| BOOK ONE: THE COMING OF THE MARTIANS
CHAPTER 14: IN LONDON
 (continued)   "There's hosts of people driving into Kingston in traps and
 carts and things, with boxes of valuables and all that," he
 said.  "They come from Molesey and Weybridge and Walton,
 and they say there's been guns heard at Chertsey, heavy
 firing, and that mounted soldiers have told them to get off at
 once because the Martians are coming.  We heard guns firing
 at Hampton Court station, but we thought it was thunder.

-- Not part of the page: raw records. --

//! Canonical stroke data
//!
//! Every raw encoding the normalizer accepts ends up as `Vec<Stroke>`.

use serde::{Deserialize, Serialize};

// ============================================================================
// POINT
// ============================================================================

/// One timestamped sample of the pen/finger position
#[derive(Debug, Clone, Copy, PartialEq, Serialize, Deserialize)]
pub struct Point {
    pub x: f64,
    pub y: f64,
    /// Milliseconds, monotonic within a stroke
    pub t: i64,
    #[serde(default, skip_serializing_if = "Option::is_none")]
    pub pressure: Option<f64>,
}

impl Point {
    pub fn new(x: f64, y: f64, t: i64) -> Self {
        Self { x, y, t, pressure: None }
    }

    pub fn with_pressure(mut self, pressure: f64) -> Self {
        self.pressure = Some(pressure);
        self
    }

    /// Euclidean distance to another point
    pub fn distance(&self, other: &Point) -> f64 {
        (other.x - self.x).hypot(other.y - self.y)
    }
}

// ============================================================================
// STROKE
// ============================================================================

/// One continuous pen-down to pen-up motion
#[derive(Debug, Clone, Default, PartialEq, Serialize, Deserialize)]
pub struct Stroke {
    pub points: Vec<Point>,
    /// Pen-down time reported by the capture client, if any
    #[serde(default, skip_serializing_if = "Option::is_none")]
    pub start_time: Option<i64>,
    /// Pen-up time reported by the capture client, if any
    #[serde(default, skip_serializing_if = "Option::is_none")]
    pub end_time: Option<i64>,
}

impl Stroke {
    pub fn new(points: Vec<Point>) -> Self {
        Self {
            points,
            start_time: None,
            end_time: None,
        }
    }

    /// Attach client-reported pen-down/pen-up times
    pub fn with_timing(mut self, start_time: Option<i64>, end_time: Option<i64>) -> Self {
        self.start_time = start_time;
        self.end_time = end_time;
        self
    }

    pub fn len(&self) -> usize {
        self.points.len()
    }

    pub fn is_empty(&self) -> bool {
        self.points.is_empty()
    }

    /// Euclidean path length (0 for fewer than 2 points)
    pub fn path_length(&self) -> f64 {
        self.points
            .windows(2)
            .map(|w| w[0].distance(&w[1]))
            .sum()
    }

    /// Pen-down to pen-up time when both are reported, otherwise the
    /// elapsed time between first and last point. Never negative.
    pub fn duration_ms(&self) -> i64 {
        if let (Some(start), Some(end)) = (self.start_time, self.end_time) {
            return end.saturating_sub(start).max(0);
        }
        match (self.points.first(), self.points.last()) {
            (Some(first), Some(last)) => last.t.saturating_sub(first.t).max(0),
            _ => 0,
        }
    }
}

impl From<Vec<Point>> for Stroke {
    fn from(points: Vec<Point>) -> Self {
        Self::new(points)
    }
}

// ============================================================================
// DEVICE CAPABILITIES
// ============================================================================

#[derive(Debug, Clone, Copy, Default, PartialEq, Eq, Serialize, Deserialize)]
#[serde(rename_all = "lowercase")]
pub enum PointerType {
    Mouse,
    Pen,
    Touch,
    #[default]
    Unknown,
}

/// Capture device descriptor sent alongside a sample.
///
/// Decides which secondary features are computed; never changes the schema.
#[derive(Debug, Clone, Copy, Default, PartialEq, Serialize, Deserialize)]
pub struct DeviceCapabilities {
    #[serde(default)]
    pub supports_pressure: bool,
    #[serde(default)]
    pub pointer_type: PointerType,
}

impl DeviceCapabilities {
    /// Capabilities implied by the data itself: pressure is supported
    /// when at least one point carries a pressure value.
    pub fn infer(strokes: &[Stroke]) -> Self {
        let supports_pressure = strokes
            .iter()
            .flat_map(|s| s.points.iter())
            .any(|p| p.pressure.is_some());

        Self {
            supports_pressure,
            pointer_type: PointerType::Unknown,
        }
    }
}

 What the dickens does it all mean?  The Martians can't get
 out of their pit, can they?"    My brother could not tell him.    Afterwards he found that the vague feeling of alarm had
 spread to the clients of the underground railway, and that
 the Sunday excursionists began to return from all over the
 South-Western "lung"--Barnes, Wimbledon, Richmond Park,
 Kew, and so forth--at unnaturally early hours; but not a
 soul had anything more than vague hearsay to tell of.  Everyone connected with the terminus seemed ill-tempered.    About five o'clock the gathering crowd in the station was
 immensely excited by the opening of the line of communication, which is almost invariably closed, between the South-Eastern and the South-Western stations, and the passage of
 carriage trucks bearing huge guns and carriages crammed
 with soldiers.  These were the guns that were brought up
 from Woolwich and Chatham to cover Kingston.  There was
 an exchange of pleasantries: "You'll get eaten!"  "We're the
 beast-tamers!" and so forth.  A little while after that a squad
 of police came into the station and began to clear the public off
 the platforms, and my brother went out into the street again.    The church bells were ringing for evensong, and a squad of
 Salvation Army lassies came singing down Waterloo Road.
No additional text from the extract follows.